Dla ścisłości trzeba zaznaczyć, że przedstawiona na zdjęciach hodowla nie jest prowadzona metodą "in vitro" (pomimo, że jest w szkle

). Można ją określić jako pseudo hydroponiczną lub po prostu ukorzenianiem części zielonych (stożków wzrostu). Do in vitro właściwej będzie potrzebna inna pożywka a to takiej inna.
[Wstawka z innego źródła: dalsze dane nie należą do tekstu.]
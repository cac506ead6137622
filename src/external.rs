//! Foreign data wrapped as EDN values.
//!
//! Equality and hashing of external values are resolved through a
//! process-wide table keyed by type-id. Register every type before values of
//! that type are compared from several threads; the table itself is guarded
//! by a read-mostly lock.

use std::{
    any::Any,
    fmt,
    hash::{Hash, Hasher},
    sync::{Arc, LazyLock, PoisonError, RwLock},
};

use rustc_hash::{FxHashMap, FxHasher};
use tracing::debug;

pub type ExternalData = dyn Any + Send + Sync;
pub type EqualFn = fn(&ExternalData, &ExternalData) -> bool;
pub type HashFn = fn(&ExternalData) -> u64;

#[derive(Copy, Clone)]
struct Callbacks {
    equal: EqualFn,
    hash: HashFn,
}

static EXTERNAL_TYPES: LazyLock<RwLock<FxHashMap<u32, Callbacks>>> =
    LazyLock::new(|| RwLock::new(FxHashMap::default()));

/// Registers equality and hash callbacks for `type_id`, replacing any previous
/// pair. Returns whether a pair was replaced.
pub fn register_external_type(type_id: u32, equal: EqualFn, hash: HashFn) -> bool {
    let replaced = EXTERNAL_TYPES
        .write()
        .unwrap_or_else(PoisonError::into_inner)
        .insert(type_id, Callbacks { equal, hash })
        .is_some();
    debug!(type_id, replaced, "registered external type");
    replaced
}

pub fn unregister_external_type(type_id: u32) -> bool {
    let removed = EXTERNAL_TYPES
        .write()
        .unwrap_or_else(PoisonError::into_inner)
        .remove(&type_id)
        .is_some();
    debug!(type_id, removed, "unregistered external type");
    removed
}

fn callbacks(type_id: u32) -> Option<Callbacks> {
    EXTERNAL_TYPES
        .read()
        .unwrap_or_else(PoisonError::into_inner)
        .get(&type_id)
        .copied()
}

/// Equality callback comparing two values of the same concrete type `T`.
pub fn equal_as<T: PartialEq + 'static>(a: &ExternalData, b: &ExternalData) -> bool {
    match (a.downcast_ref::<T>(), b.downcast_ref::<T>()) {
        (Some(a), Some(b)) => a == b,
        _ => false,
    }
}

/// Hash callback hashing a value of concrete type `T` with `FxHasher`.
pub fn hash_as<T: Hash + 'static>(data: &ExternalData) -> u64 {
    let mut hasher = FxHasher::default();
    if let Some(value) = data.downcast_ref::<T>() {
        value.hash(&mut hasher);
    }
    hasher.finish()
}

/// Opaque user data tagged with a user-defined type-id.
#[derive(Clone)]
pub struct External {
    type_id: u32,
    data: Arc<ExternalData>,
}

impl External {
    pub fn new<T: Any + Send + Sync>(type_id: u32, data: T) -> Self {
        Self {
            type_id,
            data: Arc::new(data),
        }
    }

    #[inline]
    pub fn type_id(&self) -> u32 {
        self.type_id
    }

    #[inline]
    pub fn data(&self) -> &ExternalData {
        &*self.data
    }

    #[inline]
    pub fn downcast_ref<T: Any>(&self) -> Option<&T> {
        self.data.downcast_ref::<T>()
    }

    fn address(&self) -> usize {
        Arc::as_ptr(&self.data).cast::<()>() as usize
    }

    /// Registered equality, falling back to identity.
    pub(crate) fn equals(&self, other: &External) -> bool {
        if self.type_id != other.type_id {
            return false;
        }
        if Arc::ptr_eq(&self.data, &other.data) {
            return true;
        }
        callbacks(self.type_id).is_some_and(|cb| (cb.equal)(self.data(), other.data()))
    }

    /// Registered hash, falling back to the data address.
    pub(crate) fn hash_code(&self) -> u64 {
        match callbacks(self.type_id) {
            Some(cb) => (cb.hash)(self.data()),
            None => self.address() as u64,
        }
    }

    /// Tie-break for values that are neither equal nor distinguished by hash.
    pub(crate) fn identity(&self) -> usize {
        self.address()
    }
}

impl fmt::Debug for External {
    fn fmt(&self, f: &mut fmt::Formatter<'_>) -> fmt::Result {
        f.debug_struct("External")
            .field("type_id", &self.type_id)
            .finish_non_exhaustive()
    }
}

#[cfg(test)]
mod tests {
    use super::*;

    #[derive(PartialEq, Hash)]
    struct Meters(u32);

    const METERS: u32 = 0x6d65_7472;
    const UNREGISTERED: u32 = 0x6e6f_6e65;

    #[test]
    fn registered_callbacks_drive_equality() {
        register_external_type(METERS, equal_as::<Meters>, hash_as::<Meters>);
        let a = External::new(METERS, Meters(3));
        let b = External::new(METERS, Meters(3));
        let c = External::new(METERS, Meters(4));
        assert!(a.equals(&b));
        assert!(!a.equals(&c));
        assert_eq!(a.hash_code(), b.hash_code());
    }

    #[test]
    fn unregistered_types_compare_by_identity() {
        let a = External::new(UNREGISTERED, 1u8);
        let b = External::new(UNREGISTERED, 1u8);
        assert!(a.equals(&a.clone()));
        assert!(!a.equals(&b));
        assert_eq!(a.downcast_ref::<u8>(), Some(&1));
        assert_eq!(a.downcast_ref::<u16>(), None);
    }

    #[test]
    fn unregister_reports_presence() {
        const TEMP: u32 = 0x7465_6d70;
        register_external_type(TEMP, equal_as::<u8>, hash_as::<u8>);
        assert!(unregister_external_type(TEMP));
        assert!(!unregister_external_type(TEMP));
    }
}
In vitro polega na pobudzeniu pojedynczych komórek (najlepiej jakiejś tkanki pierwotnej, np. kalusa) do organogenezy, czyli do podziałów i wykształcenia korzeni, łodyg, liści. Najczęściej na podłożu agarowym zawierającym odpowiednią pożywkę umieszcza się macerat tkanki (przygotowany tak aby zachować jak największą liczbę nie uszkodzonych komórek) i czeka na sukces. Po wykształceniu się zaczątków organów przenosi się roślinę na pożywkę ułatwiającą wzrost (pewnie podobną do przedstawionej) potem przesadza się do gleby i w końcu do gruntu. Metoda jest trudna bo wymaga sterylności podczas pracy i odpowiednich pożywek. Stosowana jest najczęściej przy rozmnażaniu roślin zielnych (często przy masowej produkcji kwiatów lub warzyw). Komórki macierzyste są bardzo często wolne od wirusów i dlatego czasem się ją stosuje do rozmnażania roślin drewniejących w celu uzyskania zdrowych roślin. Nie wiem czy ma sens stosowanie jej w przypadku amatorskiego rozmnażania winorośli, trudno zachować sterylność a winorośl przecież i tak łatwo rozmnaża się metodami tradycyjnymi.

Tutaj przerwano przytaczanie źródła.